↓

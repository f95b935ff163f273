//! MQTT transport built on `rumqttc`.
//!
//! [`MqttConnector::open`] builds an [`AsyncClient`] and spawns a pump
//! task that drives its event loop, translating broker activity into
//! [`TransportEvent`]s on the dashboard queue. The pump reconnects on its
//! own fixed period; it never re-subscribes.
//!
//! ```text
//!   ConnectionManager ──publish/subscribe──▶ MqttTransport ──▶ AsyncClient
//!                                                                  │
//!   DashboardEvent::Transport ◀──────────── pump task ◀── EventLoop::poll()
//! ```

mod pump;

use std::collections::VecDeque;
use std::sync::Arc;
use std::time::Duration;

use parking_lot::Mutex;
use rumqttc::{AsyncClient, MqttOptions, QoS};
use tokio::sync::mpsc;
use tokio::task::JoinHandle;
use tracing::debug;

use crate::connection::{Connector, DashboardEvent, Generation, Transport, TransportOptions};
use crate::error::ConnectionError;

/// Capacity of the client's request queue.
const REQUEST_CAPACITY: usize = 100;

/// Supported URL schemes.
#[derive(Debug, Clone, Copy, PartialEq, Eq)]
pub enum Scheme {
    Mqtt,
    Mqtts,
    Ws,
    Wss,
}

impl Scheme {
    fn default_port(self) -> u16 {
        match self {
            Scheme::Mqtt => 1883,
            Scheme::Mqtts => 8883,
            Scheme::Ws => 80,
            Scheme::Wss => 443,
        }
    }

    fn is_websocket(self) -> bool {
        matches!(self, Scheme::Ws | Scheme::Wss)
    }
}

/// A parsed broker URL.
#[derive(Debug, Clone, PartialEq, Eq)]
pub struct BrokerAddress {
    pub scheme: Scheme,
    pub host: String,
    pub port: u16,
    /// Path component, websocket only (e.g. "/mqtt").
    pub path: String,
}

impl BrokerAddress {
    /// Parse `scheme://host[:port][/path]`.
    pub fn parse(url: &str) -> Result<Self, ConnectionError> {
        let invalid =
            |reason: &str| ConnectionError::Init(format!("invalid broker url {url:?}: {reason}"));

        let (scheme, rest) = url.split_once("://").ok_or_else(|| invalid("missing scheme"))?;
        let scheme = match scheme.to_ascii_lowercase().as_str() {
            "mqtt" | "tcp" => Scheme::Mqtt,
            "mqtts" | "ssl" => Scheme::Mqtts,
            "ws" => Scheme::Ws,
            "wss" => Scheme::Wss,
            other => return Err(invalid(&format!("unsupported scheme {other}"))),
        };

        let (authority, path) = match rest.find('/') {
            Some(i) => (&rest[..i], &rest[i..]),
            None => (rest, ""),
        };
        let (host, port) = match authority.rsplit_once(':') {
            Some((host, port)) => {
                let port = port.parse::<u16>().map_err(|_| invalid("bad port"))?;
                (host, port)
            }
            None => (authority, scheme.default_port()),
        };
        if host.is_empty() {
            return Err(invalid("missing host"));
        }

        Ok(Self {
            scheme,
            host: host.to_string(),
            port,
            path: path.to_string(),
        })
    }

    /// Host argument for [`MqttOptions::new`]; websocket transports take
    /// the full URL.
    fn client_host(&self) -> String {
        if self.scheme.is_websocket() {
            let scheme = if self.scheme == Scheme::Wss { "wss" } else { "ws" };
            format!("{}://{}:{}{}", scheme, self.host, self.port, self.path)
        } else {
            self.host.clone()
        }
    }
}

/// Translate transport options into `rumqttc` options.
pub fn mqtt_options(options: &TransportOptions) -> Result<MqttOptions, ConnectionError> {
    let address = BrokerAddress::parse(&options.broker_url)?;

    let mut mqtt = MqttOptions::new(&options.client_id, address.client_host(), address.port);
    mqtt.set_keep_alive(options.keep_alive);
    mqtt.set_clean_session(options.clean_session);
    if let Some(creds) = &options.credentials {
        mqtt.set_credentials(&creds.username, &creds.password);
    }
    mqtt.set_last_will(rumqttc::LastWill::new(
        &options.last_will.topic,
        options.last_will.payload.as_bytes().to_vec(),
        QoS::AtMostOnce,
        options.last_will.retain,
    ));

    match address.scheme {
        Scheme::Mqtt => {}
        Scheme::Mqtts => {
            mqtt.set_transport(rumqttc::Transport::tls_with_default_config());
        }
        Scheme::Ws => {
            mqtt.set_transport(rumqttc::Transport::Ws);
        }
        Scheme::Wss => {
            mqtt.set_transport(rumqttc::Transport::wss_with_default_config());
        }
    }

    Ok(mqtt)
}

/// Opens `rumqttc` transports that report on the dashboard queue.
///
/// Must be used from within a tokio runtime.
#[derive(Debug, Clone)]
pub struct MqttConnector {
    events: mpsc::UnboundedSender<DashboardEvent>,
    grace: Duration,
}

impl MqttConnector {
    /// `grace` bounds how long a disconnecting transport may keep
    /// flushing queued publishes.
    pub fn new(events: mpsc::UnboundedSender<DashboardEvent>, grace: Duration) -> Self {
        Self { events, grace }
    }
}

impl Connector for MqttConnector {
    fn open(
        &mut self,
        options: &TransportOptions,
        generation: Generation,
    ) -> Result<Box<dyn Transport>, ConnectionError> {
        let mqtt = mqtt_options(options)?;
        let (client, mut eventloop) = AsyncClient::new(mqtt, REQUEST_CAPACITY);
        eventloop
            .network_options
            .set_connection_timeout(options.connect_timeout.as_secs().max(1));

        let requested = Arc::new(Mutex::new(VecDeque::new()));
        let pump = pump::Pump {
            generation,
            events: self.events.clone(),
            requested: requested.clone(),
            reconnect_period: options.reconnect_period,
        };
        let handle = tokio::spawn(pump.run(eventloop));

        debug!(generation, client_id = %options.client_id, "Spawned MQTT event pump");
        Ok(Box::new(MqttTransport {
            client,
            requested,
            pump: Some(handle),
            grace: self.grace,
        }))
    }
}

/// A live `rumqttc` client.
#[derive(Debug)]
pub struct MqttTransport {
    client: AsyncClient,
    /// Topics of subscribe requests not yet seen leaving the event loop.
    requested: Arc<Mutex<VecDeque<String>>>,
    pump: Option<JoinHandle<()>>,
    grace: Duration,
}

impl Transport for MqttTransport {
    fn publish(&mut self, topic: &str, payload: &str, retain: bool) -> Result<(), ConnectionError> {
        self.client
            .try_publish(topic, QoS::AtMostOnce, retain, payload.as_bytes().to_vec())
            .map_err(|e| ConnectionError::Transport(e.to_string()))
    }

    fn subscribe(&mut self, topic: &str) -> Result<(), ConnectionError> {
        // Queue before sending so the pump can always match the packet id
        self.requested.lock().push_back(topic.to_string());
        self.client
            .try_subscribe(topic, QoS::AtMostOnce)
            .map_err(|e| {
                self.requested.lock().pop_back();
                ConnectionError::Subscription {
                    topic: topic.to_string(),
                    reason: e.to_string(),
                }
            })
    }

    fn disconnect(&mut self) -> Result<(), ConnectionError> {
        let result = self
            .client
            .try_disconnect()
            .map_err(|e| ConnectionError::Transport(e.to_string()));

        // The pump exits on its own once the disconnect goes out; if the
        // network is gone it would retry forever, so bound it.
        if let Some(pump) = self.pump.take() {
            let grace = self.grace;
            tokio::spawn(async move {
                tokio::time::sleep(grace).await;
                pump.abort();
            });
        }
        result
    }
}

impl Drop for MqttTransport {
    fn drop(&mut self) {
        if let Some(pump) = self.pump.take() {
            pump.abort();
        }
    }
}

↑

Nothing in the data above should change. Please copy it all.

repository f95b935ff163f273
//! MQTT transport built on `rumqttc`.
//!
//! [`MqttConnector::open`] builds an [`AsyncClient`] and spawns a pump
//! task that drives its event loop, translating broker activity into
//! [`TransportEvent`]s on the dashboard queue. The pump reconnects on its
//! own fixed period; it never re-subscribes.
//!
//! ```text
//!   ConnectionManager ──publish/subscribe──▶ MqttTransport ──▶ AsyncClient
//!                                                                  │
//!   DashboardEvent::Transport ◀──────────── pump task ◀── EventLoop::poll()
//! ```

mod pump;

use std::collections::VecDeque;
use std::sync::Arc;
use std::time::Duration;

use parking_lot::Mutex;
use rumqttc::{AsyncClient, MqttOptions, QoS};
use tokio::sync::mpsc;
use tokio::task::JoinHandle;
use tracing::debug;

use crate::connection::{Connector, DashboardEvent, Generation, Transport, TransportOptions};
use crate::error::ConnectionError;

/// Capacity of the client's request queue.
const REQUEST_CAPACITY: usize = 100;

/// Supported URL schemes.
#[derive(Debug, Clone, Copy, PartialEq, Eq)]
pub enum Scheme {
    Mqtt,
    Mqtts,
    Ws,
    Wss,
}

impl Scheme {
    fn default_port(self) -> u16 {
        match self {
            Scheme::Mqtt => 1883,
            Scheme::Mqtts => 8883,
            Scheme::Ws => 80,
            Scheme::Wss => 443,
        }
    }

    fn is_websocket(self) -> bool {
        matches!(self, Scheme::Ws | Scheme::Wss)
    }
}

/// A parsed broker URL.
#[derive(Debug, Clone, PartialEq, Eq)]
pub struct BrokerAddress {
    pub scheme: Scheme,
    pub host: String,
    pub port: u16,
    /// Path component, websocket only (e.g. "/mqtt").
    pub path: String,
}

impl BrokerAddress {
    /// Parse `scheme://host[:port][/path]`.
    pub fn parse(url: &str) -> Result<Self, ConnectionError> {
        let invalid =
            |reason: &str| ConnectionError::Init(format!("invalid broker url {url:?}: {reason}"));

        let (scheme, rest) = url.split_once("://").ok_or_else(|| invalid("missing scheme"))?;
        let scheme = match scheme.to_ascii_lowercase().as_str() {
            "mqtt" | "tcp" => Scheme::Mqtt,
            "mqtts" | "ssl" => Scheme::Mqtts,
            "ws" => Scheme::Ws,
            "wss" => Scheme::Wss,
            other => return Err(invalid(&format!("unsupported scheme {other}"))),
        };

        let (authority, path) = match rest.find('/') {
            Some(i) => (&rest[..i], &rest[i..]),
            None => (rest, ""),
        };
        let (host, port) = match authority.rsplit_once(':') {
            Some((host, port)) => {
                let port = port.parse::<u16>().map_err(|_| invalid("bad port"))?;
                (host, port)
            }
            None => (authority, scheme.default_port()),
        };
        if host.is_empty() {
            return Err(invalid("missing host"));
        }

        Ok(Self {
            scheme,
            host: host.to_string(),
            port,
            path: path.to_string(),
        })
    }

    /// Host argument for [`MqttOptions::new`]; websocket transports take
    /// the full URL.
    fn client_host(&self) -> String {
        if self.scheme.is_websocket() {
            let scheme = if self.scheme == Scheme::Wss { "wss" } else { "ws" };
            format!("{}://{}:{}{}", scheme, self.host, self.port, self.path)
        } else {
            self.host.clone()
        }
    }
}

/// Translate transport options into `rumqttc` options.
pub fn mqtt_options(options: &TransportOptions) -> Result<MqttOptions, ConnectionError> {
    let address = BrokerAddress::parse(&options.broker_url)?;

    let mut mqtt = MqttOptions::new(&options.client_id, address.client_host(), address.port);
    mqtt.set_keep_alive(options.keep_alive);
    mqtt.set_clean_session(options.clean_session);
    if let Some(creds) = &options.credentials {
        mqtt.set_credentials(&creds.username, &creds.password);
    }
    mqtt.set_last_will(rumqttc::LastWill::new(
        &options.last_will.topic,
        options.last_will.payload.as_bytes().to_vec(),
        QoS::AtMostOnce,
        options.last_will.retain,
    ));

    match address.scheme {
        Scheme::Mqtt => {}
        Scheme::Mqtts => {
            mqtt.set_transport(rumqttc::Transport::tls_with_default_config());
        }
        Scheme::Ws => {
            mqtt.set_transport(rumqttc::Transport::Ws);
        }
        Scheme::Wss => {
            mqtt.set_transport(rumqttc::Transport::wss_with_default_config());
        }
    }

    Ok(mqtt)
}

/// Opens `rumqttc` transports that report on the dashboard queue.
///
/// Must be used from within a tokio runtime.
#[derive(Debug, Clone)]
pub struct MqttConnector {
    events: mpsc::UnboundedSender<DashboardEvent>,
    grace: Duration,
}

impl MqttConnector {
    /// `grace` bounds how long a disconnecting transport may keep
    /// flushing queued publishes.
    pub fn new(events: mpsc::UnboundedSender<DashboardEvent>, grace: Duration) -> Self {
        Self { events, grace }
    }
}

impl Connector for MqttConnector {
    fn open(
        &mut self,
        options: &TransportOptions,
        generation: Generation,
    ) -> Result<Box<dyn Transport>, ConnectionError> {
        let mqtt = mqtt_options(options)?;
        let (client, mut eventloop) = AsyncClient::new(mqtt, REQUEST_CAPACITY);
        eventloop
            .network_options
            .set_connection_timeout(options.connect_timeout.as_secs().max(1));

        let requested = Arc::new(Mutex::new(VecDeque::new()));
        let pump = pump::Pump {
            generation,
            events: self.events.clone(),
            requested: requested.clone(),
            reconnect_period: options.reconnect_period,
        };
        let handle = tokio::spawn(pump.run(eventloop));

        debug!(generation, client_id = %options.client_id, "Spawned MQTT event pump");
        Ok(Box::new(MqttTransport {
            client,
            requested,
            pump: Some(handle),
            grace: self.grace,
        }))
    }
}

/// A live `rumqttc` client.
#[derive(Debug)]
pub struct MqttTransport {
    client: AsyncClient,
    /// Topics of subscribe requests not yet seen leaving the event loop.
    requested: Arc<Mutex<VecDeque<String>>>,
    pump: Option<JoinHandle<()>>,
    grace: Duration,
}

impl Transport for MqttTransport {
    fn publish(&mut self, topic: &str, payload: &str, retain: bool) -> Result<(), ConnectionError> {
        self.client
            .try_publish(topic, QoS::AtMostOnce, retain, payload.as_bytes().to_vec())
            .map_err(|e| ConnectionError::Transport(e.to_string()))
    }

    fn subscribe(&mut self, topic: &str) -> Result<(), ConnectionError> {
        // Queue before sending so the pump can always match the packet id
        self.requested.lock().push_back(topic.to_string());
        self.client
            .try_subscribe(topic, QoS::AtMostOnce)
            .map_err(|e| {
                self.requested.lock().pop_back();
                ConnectionError::Subscription {
                    topic: topic.to_string(),
                    reason: e.to_string(),
                }
            })
    }

    fn disconnect(&mut self) -> Result<(), ConnectionError> {
        let result = self
            .client
            .try_disconnect()
            .map_err(|e| ConnectionError::Transport(e.to_string()));

        // The pump exits on its own once the disconnect goes out; if the
        // network is gone it would retry forever, so bound it.
        if let Some(pump) = self.pump.take() {
            let grace = self.grace;
            tokio::spawn(async move {
                tokio::time::sleep(grace).await;
                pump.abort();
            });
        }
        result
    }
}

impl Drop for MqttTransport {
    fn drop(&mut self) {
        if let Some(pump) = self.pump.take() {
            pump.abort();
        }
    }
}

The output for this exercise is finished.